Impact of a reduced palonosetron maximum dose on the incidence of
chemotherapy-induced nausea and vomiting in pediatric patients
Abstract
Background Palonosetron is a serotonin-3 (5-HT3) receptor antagonist
indicated in the prevention of chemotherapy-induced nausea and vomiting
(CINV) in pediatric and adult patients. Traditional dosing for
palonosetron in the pediatric population has been 20 mcg/kg with a
maximum dose of 1500 mcg.
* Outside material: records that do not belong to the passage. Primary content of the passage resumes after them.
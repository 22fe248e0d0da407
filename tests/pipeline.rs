//! End-to-end tests over the public entry points.

use erc8004_registry::{
    EndpointReport, EventLog, ProtocolValidators, REGISTERED_TOPIC0, SPEC_TYPE_VALUE,
    URI_UPDATED_TOPIC0, UriAgentType, categorize_registration, classify_uri, decode_event_log,
    decode_uri, full_pipeline, full_pipeline_json, validate_from_uri,
};
use std::io::Write;

use base64::Engine;
use base64::engine::general_purpose::STANDARD;
use flate2::Compression;
use flate2::write::GzEncoder;
use serde_json::json;

const AGENT_ID_42_TOPIC: &str =
    "0x000000000000000000000000000000000000000000000000000000000000002a";
const OWNER_TOPIC: &str = "0x0000000000000000000000008ec6c9a8a6b0d69f48734c4b7ecd1cbb190a0d69";
const OWNER_ADDRESS: &str = "0x8Ec6C9A8A6b0d69f48734c4b7Ecd1cbb190a0D69";

const SPEC_COMPLIANT_BASE64: &str = "eyJuYW1lIjoiVGVzdCBBZ2VudCIsImRlc2NyaXB0aW9uIjoiQSB0ZXN0IGFnZW50IiwidHlwZSI6Imh0dHBzOi8vZWlwcy5ldGhlcmV1bS5vcmcvRUlQUy9laXAtODAwNCNyZWdpc3RyYXRpb24tdjEiLCJzZXJ2aWNlcyI6W3sidHlwZSI6Im1jcCIsInVybCI6Imh0dHBzOi8vbWNwLmV4YW1wbGUuY29tIn1dLCJ4NDAyU3VwcG9ydCI6dHJ1ZSwiYWN0aXZlIjp0cnVlfQ==";
const REAL_WORLD_BASE64: &str = "eyJuYW1lIjoiUmVhbCBBZ2VudCIsImRlc2NyaXB0aW9uIjoiQSByZWFsIGFnZW50Iiwic2VydmljZXMiOlt7Im5hbWUiOiJNQ1AiLCJlbmRwb2ludCI6Imh0dHBzOi8vbWNwLmV4YW1wbGUuY29tIn1dLCJ4NDAyc3VwcG9ydCI6dHJ1ZX0=";

const ABI_ENCODED_SPEC_URI: &str = "0x00000000000000000000000000000000000000000000000000000000000000200000000000000000000000000000000000000000000000000000000000000135646174613a6170706c69636174696f6e2f6a736f6e3b6261736536342c65794a755957316c496a6f695647567a644342425a32567564434973496d526c63324e796158423061573975496a6f69515342305a584e304947466e5a5735304969776964486c775a534936496d68306448427a4f6938765a576c776379356c6447686c636d563162533576636d637652556c515579396c615841744f4441774e434e795a576470633352795958527062323474646a45694c434a7a5a584a3261574e6c637949365733736964486c775a534936496d316a63434973496e567962434936496d68306448427a4f69387662574e774c6d5634595731776247557559323974496e31644c434a344e44417955335677634739796443493664484a315a53776959574e3061585a6c496a7030636e566c66513d3d0000000000000000000000";
const ABI_ENCODED_EMPTY_URI: &str = "0x00000000000000000000000000000000000000000000000000000000000000200000000000000000000000000000000000000000000000000000000000000000";

fn registered_log(data: &str) -> EventLog {
    EventLog::new(
        vec![
            REGISTERED_TOPIC0.to_string(),
            AGENT_ID_42_TOPIC.to_string(),
            OWNER_TOPIC.to_string(),
        ],
        data,
    )
}

fn abi_string(value: &str) -> String {
    let mut body = value.as_bytes().to_vec();
    body.resize(value.len().div_ceil(32) * 32, 0);
    format!("0x{:064x}{:064x}{}", 32, value.len(), hex::encode(body))
}

fn base64_uri(payload: &str) -> String {
    format!("data:application/json;base64,{payload}")
}

fn no_validators() -> ProtocolValidators {
    ProtocolValidators::new()
}

// Event logs

#[test]
fn spec_compliant_log_passes_every_stage() {
    let result = full_pipeline(&registered_log(ABI_ENCODED_SPEC_URI), &no_validators());

    assert!(result.status, "{:?}", result.messages);
    assert!(result.messages.is_empty());
    assert!(result.categories.is_base64());
    assert!(result.categories.is_parseable);
    assert!(result.categories.is_spec_compliant);
    assert!(result.categories.is_x402);
    assert!(result.categories.is_mcp);
    assert_eq!(result.categories.is_active, Some(true));
    assert_eq!(result.entries.agent_id.as_deref(), Some("42"));
    assert_eq!(result.entries.owner_address.as_deref(), Some(OWNER_ADDRESS));
    assert_eq!(result.entries.name.as_deref(), Some("Test Agent"));
    assert_eq!(result.entries.mcp_endpoint.as_deref(), Some("https://mcp.example.com"));
}

#[test]
fn uri_updated_log_decodes_the_same_way() {
    let log = EventLog::new(
        vec![
            URI_UPDATED_TOPIC0.to_string(),
            AGENT_ID_42_TOPIC.to_string(),
            OWNER_TOPIC.to_string(),
        ],
        ABI_ENCODED_SPEC_URI,
    );
    let result = full_pipeline(&log, &no_validators());
    assert!(result.status);
    assert_eq!(result.entries.uri_agent_type, UriAgentType::Base64);
}

#[test]
fn log_with_empty_uri_keeps_identifiers() {
    let result = full_pipeline(&registered_log(ABI_ENCODED_EMPTY_URI), &no_validators());

    assert!(!result.status);
    assert_eq!(result.messages, vec!["uri: Is empty, agent has no Registration File"]);
    assert!(result.categories.is_empty());
    assert_eq!(result.categories.is_active, None);
    assert_eq!(result.entries.agent_id.as_deref(), Some("42"));
    assert_eq!(result.entries.owner_address.as_deref(), Some(OWNER_ADDRESS));
}

#[test]
fn unknown_topic0_stops_before_extraction() {
    let log = EventLog::new(
        vec![
            "0x0000000000000000000000000000000000000000000000000000000000000001".to_string(),
            AGENT_ID_42_TOPIC.to_string(),
            OWNER_TOPIC.to_string(),
        ],
        ABI_ENCODED_SPEC_URI,
    );
    let result = full_pipeline(&log, &no_validators());

    assert!(!result.status);
    assert_eq!(
        result.messages,
        vec!["log.topics[0]: Unknown event signature, not a recognized ERC-8004 event"]
    );
    assert_eq!(result.entries.agent_id, None);
    assert_eq!(result.entries.owner_address, None);
    assert!(result.categories.is_empty());
}

#[test]
fn missing_topics_and_data() {
    let result = full_pipeline(&EventLog::default(), &no_validators());
    assert_eq!(result.messages, vec!["log: Missing or empty topics array"]);

    let log = EventLog::without_data(vec![REGISTERED_TOPIC0.to_string()]);
    let result = full_pipeline(&log, &no_validators());
    assert_eq!(result.messages, vec!["log: Missing data field"]);
}

#[test]
fn short_data_is_rejected() {
    let result = full_pipeline(&registered_log("0x1234"), &no_validators());
    assert_eq!(
        result.messages,
        vec!["log.data: Too short for ABI-encoded string (minimum 66 bytes)"]
    );
}

#[test]
fn bad_owner_keeps_agent_id() {
    let log = EventLog::new(
        vec![
            REGISTERED_TOPIC0.to_string(),
            AGENT_ID_42_TOPIC.to_string(),
            "0xnot-an-address".to_string(),
        ],
        ABI_ENCODED_SPEC_URI,
    );
    let result = full_pipeline(&log, &no_validators());

    assert_eq!(result.messages, vec!["log.topics[2]: Cannot decode as address"]);
    assert_eq!(result.entries.agent_id.as_deref(), Some("42"));
    assert!(result.categories.is_empty());
}

#[test]
fn decode_event_log_exposes_raw_fields() {
    let decoded = decode_event_log(&registered_log(ABI_ENCODED_SPEC_URI));
    assert!(decoded.status);
    assert_eq!(decoded.agent_id.as_deref(), Some("42"));
    assert_eq!(decoded.owner_address.as_deref(), Some(OWNER_ADDRESS));
    assert_eq!(
        decoded.decoded_agent_uri,
        Some(base64_uri(SPEC_COMPLIANT_BASE64))
    );
}

#[test]
fn json_log_matches_typed_log() {
    let value = json!({
        "eventLog": {
            "topics": [REGISTERED_TOPIC0.to_string(), AGENT_ID_42_TOPIC, OWNER_TOPIC],
            "data": ABI_ENCODED_SPEC_URI,
        }
    });
    let from_json = full_pipeline_json(&value, &no_validators()).unwrap();
    let typed = full_pipeline(&registered_log(ABI_ENCODED_SPEC_URI), &no_validators());
    assert_eq!(from_json, typed);
}

// URIs

#[test]
fn real_world_document_reports_each_deviation() {
    let uri = base64_uri(REAL_WORLD_BASE64);
    let result = validate_from_uri(Some(&uri), None, None, &no_validators());

    assert!(!result.status);
    assert_eq!(
        result.messages,
        vec![
            format!("type: Missing required field (expected \"{SPEC_TYPE_VALUE}\")"),
            "services[0].name: Uses \"name\" instead of spec-defined \"type\"".to_string(),
            "services[0].endpoint: Uses \"endpoint\" instead of spec-defined \"url\"".to_string(),
            "x402support: Uses lowercase \"x402support\" instead of spec-defined \"x402Support\""
                .to_string(),
        ]
    );
    assert!(!result.categories.is_spec_compliant);
    assert!(result.categories.is_mcp);
    assert!(result.entries.x402_support);
    assert_eq!(result.entries.mcp_endpoint.as_deref(), Some("https://mcp.example.com"));
}

#[test]
fn http_and_ipfs_are_deferred() {
    let result = validate_from_uri(
        Some("https://myagent.com/.well-known/erc8004.json"),
        None,
        None,
        &no_validators(),
    );
    assert!(result.categories.is_http());
    assert!(!result.categories.is_parseable);
    assert_eq!(
        result.messages,
        vec!["uri: HTTP URL detected, metadata not resolved (requires fetch)"]
    );

    let result = validate_from_uri(
        Some("ipfs://0x8ec6c9a8a6b0d69f48734c4b7ecd1cbb190a0d69"),
        None,
        None,
        &no_validators(),
    );
    assert!(result.categories.is_ipfs());
    assert_eq!(
        result.messages,
        vec![
            "uri: IPFS CID looks like an Ethereum address, not a valid content hash",
            "uri: IPFS URI detected, metadata not resolved (requires gateway)",
        ]
    );
}

#[test]
fn gzip_uri_in_log_passes_every_stage() {
    let document = STANDARD.decode(SPEC_COMPLIANT_BASE64).unwrap();
    let mut encoder = GzEncoder::new(Vec::new(), Compression::default());
    encoder.write_all(&document).unwrap();
    let uri = format!(
        "data:application/json;enc=gzip;level=6;base64,{}",
        STANDARD.encode(encoder.finish().unwrap())
    );

    let result = full_pipeline(&registered_log(&abi_string(&uri)), &no_validators());

    assert!(result.status, "{:?}", result.messages);
    assert!(result.categories.is_gzip());
    assert!(result.categories.is_parseable);
    assert!(result.categories.is_spec_compliant);
    assert_eq!(result.entries.uri_agent_type, UriAgentType::Gzip);
    assert_eq!(result.entries.agent_id.as_deref(), Some("42"));
    assert_eq!(result.entries.name.as_deref(), Some("Test Agent"));
    assert_eq!(result.entries.mcp_endpoint.as_deref(), Some("https://mcp.example.com"));
}

#[test]
fn corrupt_gzip_fixture_is_undecodable() {
    let uri = "data:application/json;enc=gzip;level=6;base64,H4sIAAAAAAAAA6tWKkktLlGyUlAqS8wpTtVRSizIULJRKs9ILUpVslIqzy9KSQUAVcHkNSUAAAA=";
    let result = validate_from_uri(Some(uri), None, None, &no_validators());
    assert!(result.categories.is_gzip());
    assert_eq!(
        result.messages,
        vec!["uri: Gzip encoding detected but not decodable in this environment"]
    );
}

#[test]
fn invalid_base64_and_unknown_uris() {
    let result = validate_from_uri(
        Some("data:application/json;base64,!!!invalid-base64!!!"),
        None,
        None,
        &no_validators(),
    );
    assert_eq!(result.messages, vec!["uri: Invalid base64 encoding"]);
    assert!(result.categories.is_base64());

    let result = validate_from_uri(
        Some("ftp://some.server.com/file.json"),
        None,
        None,
        &no_validators(),
    );
    assert_eq!(result.messages, vec!["uri: Unknown format, cannot classify"]);
    assert!(result.categories.is_unknown());
}

#[test]
fn missing_uri_is_empty() {
    let result = validate_from_uri(None, None, None, &no_validators());
    assert!(result.categories.is_empty());
    assert_eq!(result.messages, vec!["uri: Is empty, agent has no Registration File"]);
}

#[test]
fn classify_and_decode_entry_points() {
    let preview = classify_uri(Some(&base64_uri(SPEC_COMPLIANT_BASE64)));
    assert_eq!(preview.uri_agent_type, UriAgentType::Base64);
    assert!(preview.categories.is_base64());
    assert!(!preview.categories.is_parseable);

    let decoded = decode_uri(Some(&base64_uri(SPEC_COMPLIANT_BASE64)), None);
    assert!(decoded.status);
    let document = decoded.decoded_registration_file.unwrap();
    assert_eq!(document["type"], SPEC_TYPE_VALUE);
    assert_eq!(document["services"][0]["url"], "https://mcp.example.com");
}

#[test]
fn categorize_registration_from_document() {
    let metadata = categorize_registration(&json!({
        "type": SPEC_TYPE_VALUE,
        "name": "Agent",
        "services": [{"type": "a2a", "url": "https://a2a.example.com"}],
        "supportedTrust": ["reputation"],
    }));
    assert!(metadata.categories.is_base64());
    assert!(metadata.categories.is_spec_compliant);
    assert!(metadata.categories.is_a2a);
    assert_eq!(metadata.entries.supported_trust, Some(vec!["reputation".to_string()]));
}

// Protocol validators

#[test]
fn validators_run_after_document_findings() {
    let validators = ProtocolValidators::new()
        .with_mcp(|endpoint: &str| EndpointReport::failed([format!("{endpoint} unreachable")]));

    let uri = base64_uri(REAL_WORLD_BASE64);
    let result = validate_from_uri(Some(&uri), None, None, &validators);

    assert_eq!(result.messages.len(), 5);
    assert_eq!(
        result.messages[4],
        "services[0].url (MCP): https://mcp.example.com unreachable"
    );
}

#[test]
fn validators_are_skipped_for_undecoded_uris() {
    let validators = ProtocolValidators::new()
        .with_mcp(|_: &str| -> EndpointReport { panic!("must not be called") });
    let result = validate_from_uri(Some("https://a.example"), None, None, &validators);
    assert_eq!(result.messages.len(), 1);
}

#[test]
fn passing_validators_keep_status() {
    let validators = ProtocolValidators::new().with_mcp(|_: &str| EndpointReport::passed());
    let result = full_pipeline(&registered_log(ABI_ENCODED_SPEC_URI), &validators);
    assert!(result.status);
}

#[cfg(feature = "serde")]
#[test]
fn serialized_result_uses_camel_case_keys() {
    let result = full_pipeline(&registered_log(ABI_ENCODED_SPEC_URI), &no_validators());
    let value = serde_json::to_value(&result).unwrap();

    let categories: Vec<&str> = value["categories"]
        .as_object()
        .unwrap()
        .keys()
        .map(String::as_str)
        .collect();
    assert_eq!(
        categories,
        vec![
            "isEmpty", "isBase64", "isHttp", "isIpfs", "isJson", "isGzip", "isUnknown",
            "isParseable", "isSpecCompliant", "isX402", "isMcp", "isA2A", "isActive",
        ]
    );

    assert_eq!(value["entries"]["uriAgentType"], "base64");
    assert_eq!(value["entries"]["x402Support"], true);
    assert_eq!(value["entries"]["agentId"], "42");
    assert_eq!(
        value["entries"]["services"],
        json!([{"protocol": "mcp", "endpoint": "https://mcp.example.com"}])
    );
}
This study aimed to evaluate the impact of an
institutional dose cap of 750 mcg on pediatric CINV. Procedure This is a
retrospective chart review of admitted patients given palonosetron
intended for prevention of CINV at a pediatric medical center between
July 1, 2018 and June 30, 2020. Patients 1 month up to 17 years of age
who received at least one dose of palonosetron prior to chemotherapy
(not preceding stem cell transplant) were included. Information
regarding chemotherapy, antiemetic premedication, emesis, and
breakthrough antiemetic agents were recorded to quantify the instances
of CINV. Results Seven hundred and seventy-one patient encounters met
inclusion criteria (n=485 traditional dose, n=286 dose capped). There
was no statistical difference in the instances of emesis (p=0.98) or
breakthrough agents administered (p=0.65) between the two groups. Dose
capping patients at 750 mcg reduced cost by approximately 34.9%
compared to traditional dosing. Conclusions The use of a dose cap of
palonosetron at 750 mcg maintains efficacy for prevention of CINV while
reducing cost in pediatric patients receiving chemotherapy.